In the past few years, I have heard two famous “artist” directors, after showings of their early films, explain how it happened that in the screen credits there was someone else listed for the script. It seems there was this poor guy on the lot who needed a credit desperately, and the company asked the director if he’d give the stumblebum a break; the incompetent turned in some material, but the director couldn’t use any of it. Some listeners must swallow this, because in the latest incense-burning book on Josef von Sternberg the screen credits are simply ignored, and he, rather than Ben Hecht, is listed as the author of “Underworld.” Herman J. Mankiewicz has been similarly dropped from one film after another. The directors’ generosity to those poor credit-hungry guys seems to have cutoff points in time (the directors’ creative roles get bigger when the writers are dead) and in space (when the directors are interviewed abroad).
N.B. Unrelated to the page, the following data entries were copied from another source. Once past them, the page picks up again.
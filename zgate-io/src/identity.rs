//! Persistent endpoint identity
//!
//! The identity file holds exactly [`ZID_SIZE`] raw bytes. A missing file is
//! created with a fresh random identifier.

use ring::rand::{SecureRandom, SystemRandom};
use std::fs::{self, OpenOptions};
use std::io::{self, Write};
use std::path::{Path, PathBuf};
use thiserror::Error;
use zgate_protocol::{Zid, ZID_SIZE};

/// Identity file errors
#[derive(Error, Debug)]
pub enum IdentityError {
    #[error("Cannot access identity file {}: {source}", .path.display())]
    Io {
        path: PathBuf,
        #[source]
        source: io::Error,
    },

    #[error(
        "Identity file {} is corrupt: expected {} bytes, found {len}",
        .path.display(),
        ZID_SIZE
    )]
    Corrupt { path: PathBuf, len: usize },

    #[error("No entropy available for a new identifier")]
    Random,
}

/// Opened identity file
#[derive(Debug, Clone)]
pub struct ZidFile {
    path: PathBuf,
    zid: Zid,
}

impl ZidFile {
    /// Open the identity file at `path`, creating it if it does not exist
    pub fn open(path: impl AsRef<Path>) -> Result<Self, IdentityError> {
        let path = path.as_ref().to_path_buf();

        match fs::read(&path) {
            Ok(data) => {
                let zid = Zid::try_from(data.as_slice()).map_err(|_| IdentityError::Corrupt {
                    path: path.clone(),
                    len: data.len(),
                })?;
                tracing::debug!("Loaded identity from {}", path.display());
                Ok(ZidFile { path, zid })
            }
            Err(e) if e.kind() == io::ErrorKind::NotFound => Self::create(path),
            Err(source) => Err(IdentityError::Io { path, source }),
        }
    }

    fn create(path: PathBuf) -> Result<Self, IdentityError> {
        let mut zid = [0u8; ZID_SIZE];
        SystemRandom::new()
            .fill(&mut zid)
            .map_err(|_| IdentityError::Random)?;

        let io_err = |source| IdentityError::Io {
            path: path.clone(),
            source,
        };

        if let Some(parent) = path.parent().filter(|p| !p.as_os_str().is_empty()) {
            fs::create_dir_all(parent).map_err(io_err)?;
        }
        let mut file = OpenOptions::new()
            .write(true)
            .create_new(true)
            .open(&path)
            .map_err(io_err)?;
        file.write_all(&zid).map_err(io_err)?;
        file.sync_all().map_err(io_err)?;

        tracing::info!("Created new identity file {}", path.display());
        Ok(ZidFile { path, zid })
    }

    /// The stored identifier
    pub fn zid(&self) -> Zid {
        self.zid
    }

    pub fn path(&self) -> &Path {
        &self.path
    }
}
//! Default backend: AES counter mode with HMAC-SHA1 authentication
//!
//! Session keys are derived from the master key and salt with the AES-CM
//! pseudo-random function (RFC 3711, 4.3.1, key derivation rate 0). Packets
//! are encrypted after the RTP header and authenticated over
//! `header || ciphertext || ROC`.

use crate::backend::{AuthMode, CipherMode, CryptoBackend, CryptoError, KeyedTransform, SrtpPolicy};
use aes::cipher::{KeyIvInit, StreamCipher};
use bytes::{BufMut, Bytes, BytesMut};
use parking_lot::Mutex;
use ring::hmac;
use std::sync::Arc;
use zeroize::Zeroizing;
use zgate_protocol::packet::{MediaHeader, RTP_HEADER_SIZE};
use zgate_protocol::Direction;

type Aes128Ctr = ctr::Ctr128BE<aes::Aes128>;
type Aes192Ctr = ctr::Ctr128BE<aes::Aes192>;
type Aes256Ctr = ctr::Ctr128BE<aes::Aes256>;

/// Session salt length (112 bits)
const SESSION_SALT_LEN: usize = 14;

/// Full HMAC-SHA1 output length
const SHA1_OUTPUT_LEN: usize = 20;

/// Key derivation labels
const LABEL_CIPHER_KEY: u8 = 0x00;
const LABEL_AUTH_KEY: u8 = 0x01;
const LABEL_SALT: u8 = 0x02;

/// Half of the 16-bit RTP sequence space
const SEQ_HALF: u16 = 0x8000;

/// XOR `data` with the AES-CTR keystream for `key` and `iv`
fn apply_keystream(key: &[u8], iv: &[u8; 16], data: &mut [u8]) -> Result<(), CryptoError> {
    match key.len() {
        16 => Aes128Ctr::new_from_slices(key, iv)
            .map_err(|_| CryptoError::InvalidKeyLength(key.len()))?
            .apply_keystream(data),
        24 => Aes192Ctr::new_from_slices(key, iv)
            .map_err(|_| CryptoError::InvalidKeyLength(key.len()))?
            .apply_keystream(data),
        32 => Aes256Ctr::new_from_slices(key, iv)
            .map_err(|_| CryptoError::InvalidKeyLength(key.len()))?
            .apply_keystream(data),
        n => return Err(CryptoError::InvalidKeyLength(n)),
    }
    Ok(())
}
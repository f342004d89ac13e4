//! Negotiation engine boundary
//!
//! The key-negotiation state machine is an external collaborator. It is
//! driven through [`NegotiationEngine`] and talks back through
//! [`EngineCallbacks`], which the session gate implements.

use crate::secrets::{Direction, NegotiatedSecrets, Role};
use crate::status::StatusCode;
use std::sync::Arc;
use std::time::Duration;
use thiserror::Error;

/// Size of an endpoint identifier (ZID) in bytes
pub const ZID_SIZE: usize = 12;

/// Long-term endpoint identifier
pub type Zid = [u8; ZID_SIZE];

/// Operations the gate invokes on the negotiation engine
///
/// All methods may be called concurrently from the packet path and from the
/// timer thread.
pub trait NegotiationEngine: Send + Sync {
    /// Begin negotiation (typically sends the first Hello)
    fn start(&self);

    /// Stop negotiation and release engine resources
    fn stop(&self);

    /// Process one negotiation message (control packet body without header and CRC)
    fn process_message(&self, message: &[u8]);

    /// Handle expiry of the timer requested through [`EngineCallbacks::activate_timer`]
    fn on_timeout(&self);

    /// Whether the engine reached its secure state
    fn in_secure_state(&self) -> bool;

    /// Acknowledge the final confirmation implicitly, after media decrypted
    /// successfully with the new keys
    fn confirm_secure_ack(&self);

    /// This endpoint's identifier
    fn zid(&self) -> Zid;

    /// Identifier announced by the peer, once known
    ///
    /// Used to look up SAS verification state for the peer.
    fn peer_zid(&self) -> Option<Zid> {
        None
    }

    /// Role negotiated in the current round, if any
    fn role(&self) -> Option<Role> {
        None
    }

    fn sas_verified(&self) {}

    fn reset_sas_verified(&self) {}

    fn accept_enrollment(&self, _accepted: bool) {}

    fn set_pbx_enrollment(&self, _enabled: bool) {}

    /// Store SAS signature data; returns false if the engine rejects it
    fn set_signature_data(&self, _data: &[u8]) -> bool {
        false
    }

    fn signature_data(&self) -> Vec<u8> {
        Vec::new()
    }

    fn signature_length(&self) -> usize {
        0
    }

    fn hello_hash(&self) -> String {
        String::new()
    }

    fn set_srtps_secret(&self, _secret: &[u8]) {}

    fn set_other_secret(&self, _secret: &[u8]) {}
}

/// Primitives and notifications the engine calls back into
pub trait EngineCallbacks: Send + Sync {
    /// Send a negotiation message to the peer; false if the write failed
    fn send_data(&self, message: &[u8]) -> bool;

    /// Install the keys for one direction; false aborts negotiation completion
    fn secrets_ready(&self, secrets: &NegotiatedSecrets, part: Direction) -> bool;

    /// Both directions are secured
    fn secrets_on(&self, cipher: &str, sas: Option<&str>, verified: bool);

    /// Security for one direction was switched off
    fn secrets_off(&self, part: Direction);

    /// Arm the single retransmission timer, replacing a pending one
    fn activate_timer(&self, delay: Duration) -> bool;

    /// Cancel the pending timer, if any
    fn cancel_timer(&self) -> bool;

    fn send_info(&self, code: StatusCode);

    fn negotiation_failed(&self, code: StatusCode);

    /// The peer does not speak the negotiation protocol
    fn not_supported_by_other(&self);

    fn ask_enrollment(&self, info: &str);

    fn inform_enrollment(&self, info: &str);

    fn sign_sas(&self, sas: &str);

    fn check_sas_signature(&self, sas: &str) -> bool;
}

/// Everything an engine needs at construction time
#[derive(Clone)]
pub struct EngineContext {
    /// This endpoint's identifier
    pub zid: Zid,
    /// Client identification string announced to the peer
    pub client_id: String,
    /// Callback sink for the engine
    pub callbacks: Arc<dyn EngineCallbacks>,
}

/// Engine construction errors
#[derive(Error, Debug)]
pub enum EngineError {
    #[error("Engine setup failed: {0}")]
    Setup(String),

    #[error("Unsupported configuration: {0}")]
    Unsupported(String),
}

/// Creates negotiation engines during gate initialization
pub trait EngineFactory: Send + Sync {
    fn create(&self, context: EngineContext) -> Result<Arc<dyn NegotiationEngine>, EngineError>;
}

impl<F> EngineFactory for F
where
    F: Fn(EngineContext) -> Result<Arc<dyn NegotiationEngine>, EngineError> + Send + Sync,
{
    fn create(&self, context: EngineContext) -> Result<Arc<dyn NegotiationEngine>, EngineError> {
        self(context)
    }
}
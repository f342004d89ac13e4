//! Single-slot retransmission timer
//!
//! One worker thread per session consumes timer commands from a channel. At
//! most one request is pending; a new request replaces the old one. The fire
//! callback runs on the worker thread, so a handler may issue the next
//! request from inside `on_timeout` without deadlocking.

use crossbeam::channel::{self, Receiver, RecvTimeoutError, Sender};
use parking_lot::Mutex;
use std::io;
use std::sync::atomic::{AtomicBool, Ordering};
use std::sync::Arc;
use std::thread::{self, JoinHandle};
use std::time::{Duration, Instant};

/// Target of a timer request
pub trait TimeoutHandler: Send + Sync {
    fn on_timeout(&self);
}

enum TimerCommand {
    Request {
        /// `None` for a delay too far in the future to represent
        deadline: Option<Instant>,
        target: Arc<dyn TimeoutHandler>,
    },
    Cancel,
    Stop,
}

/// Timer subsystem backed by a dedicated worker thread
pub struct TimeoutProvider {
    tx: Sender<TimerCommand>,
    stopped: Arc<AtomicBool>,
    worker: Mutex<Option<JoinHandle<()>>>,
}

impl TimeoutProvider {
    /// Spawn the worker thread
    pub fn new(name: &str) -> io::Result<Self> {
        let (tx, rx) = channel::unbounded();
        let stopped = Arc::new(AtomicBool::new(false));

        let worker_stopped = Arc::clone(&stopped);
        let worker = thread::Builder::new()
            .name(format!("{}-timer", name))
            .spawn(move || run(rx, worker_stopped))?;

        tracing::debug!("Timer worker {}-timer started", name);

        Ok(TimeoutProvider {
            tx,
            stopped,
            worker: Mutex::new(Some(worker)),
        })
    }

    /// Arm the timer, replacing any pending request
    ///
    /// Returns false once the provider is stopped. A delay beyond the
    /// representable range still replaces the pending request but never fires.
    pub fn request(&self, delay: Duration, target: Arc<dyn TimeoutHandler>) -> bool {
        if self.is_stopped() {
            return false;
        }
        let deadline = Instant::now().checked_add(delay);
        if deadline.is_none() {
            tracing::debug!("Timer delay {:?} out of range, request will not fire", delay);
        }
        self.tx
            .send(TimerCommand::Request { deadline, target })
            .is_ok()
    }

    /// Disarm the pending request, if any
    pub fn cancel(&self) -> bool {
        if self.is_stopped() {
            return false;
        }
        self.tx.send(TimerCommand::Cancel).is_ok()
    }

    /// Halt the worker permanently
    ///
    /// Safe to call from the fire callback; the worker thread is only joined
    /// when called from another thread.
    pub fn stop(&self) {
        if self.stopped.swap(true, Ordering::SeqCst) {
            return;
        }
        let _ = self.tx.send(TimerCommand::Stop);

        if let Some(worker) = self.worker.lock().take() {
            if worker.thread().id() != thread::current().id() {
                let _ = worker.join();
            }
        }
        tracing::debug!("Timer worker stopped");
    }

    pub fn is_stopped(&self) -> bool {
        self.stopped.load(Ordering::SeqCst)
    }
}

impl Drop for TimeoutProvider {
    fn drop(&mut self) {
        self.stop();
    }
}

fn run(rx: Receiver<TimerCommand>, stopped: Arc<AtomicBool>) {
    let mut pending: Option<(Option<Instant>, Arc<dyn TimeoutHandler>)> = None;

    loop {
        let command = match &pending {
            Some((Some(deadline), _)) => rx.recv_deadline(*deadline),
            _ => rx.recv().map_err(|_| RecvTimeoutError::Disconnected),
        };

        match command {
            Ok(TimerCommand::Request { deadline, target }) => {
                tracing::trace!("Timer armed");
                pending = Some((deadline, target));
            }
            Ok(TimerCommand::Cancel) => {
                if pending.take().is_some() {
                    tracing::trace!("Timer cancelled");
                }
            }
            Ok(TimerCommand::Stop) | Err(RecvTimeoutError::Disconnected) => break,
            Err(RecvTimeoutError::Timeout) => {
                if let Some((Some(deadline), target)) = pending.take() {
                    if Instant::now() < deadline {
                        pending = Some((Some(deadline), target));
                        continue;
                    }
                    if stopped.load(Ordering::SeqCst) {
                        break;
                    }
                    tracing::trace!("Timer fired");
                    target.on_timeout();
                }
            }
        }
    }
}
Orson Welles, however, didn’t need time or distance; he omitted any mention of his writer right from the start. (This custom is now being followed by many directors.) In later years, when he has been specifically asked by interviewers whether Mankiewicz wrote the scenario for “Citizen Kane,” he has had a set reply. “Everything concerning Rosebud belongs to him,” he has said. Rosebud is what was most frequently criticized in the movie, and Gilbert Seldes, in one of the most solid and intelligent reviews of “Kane” (in Esquire), called it “a phony” and “the only bit of stale stuff in the picture.” Welles himself has said, “The Rosebud gimmick is what I like least about the movie. It’s a gimmick, really, and rather dollar-book Freud.”

Photograph from Everett
Photograph from Everett

Welles may have been goaded into malice; he had probably never come up against a man so well equipped to deal with him as Mankiewicz. Welles, who used to tell stories about how when he was seventeen he became a torero in Seville and entered several corridas and was billed on the posters as “The American,” may have got a few welts, starting with Mankiewicz’s original title—“American.” When Welles read the script, he must certainly have recognized what he was caught in. There’s no doubt that Welles—the fabulous Orson Welles—wasn’t accustomed to sharing credit. However, his persistent lack of generosity toward Mankiewicz started at the time the movie came out, and it may have its basis in a very specific grievance. Mankiewicz may have outsmarted Welles on the credits more than once. Nunnally Johnson says that while “Citizen Kane” was being shot, Mankiewicz told him that he had received an offer of a ten-thousand-dollar bonus from Welles (through Welles’ “chums”) to hold to the original understanding and keep his name off the picture. Mankiewicz said that Welles had been brooding over the credits, that he could see how beautiful they would be: “Produced by Orson Welles. Directed by Orson Welles. Starring Orson Welles.” It was perfect until he got to “Herman J. Mankiewicz” in the writing credit, which spoiled everything. Mankiewicz said he was tempted by Welles’ offer. As usual, he needed money, and, besides, he was fearful of what would happen when the picture came out—he might be blackballed forever. William Randolph Hearst, like Stalin, was known to be fairly Byzantine in his punishments. At the same time, Mankiewicz knew that “Citizen Kane” was his best work, and he was proud of it. He told Johnson that he went to Ben Hecht with his dilemma, and that Hecht, as prompt with advice as with scripts, said, “Take the ten grand and double-cross the son of a bitch.”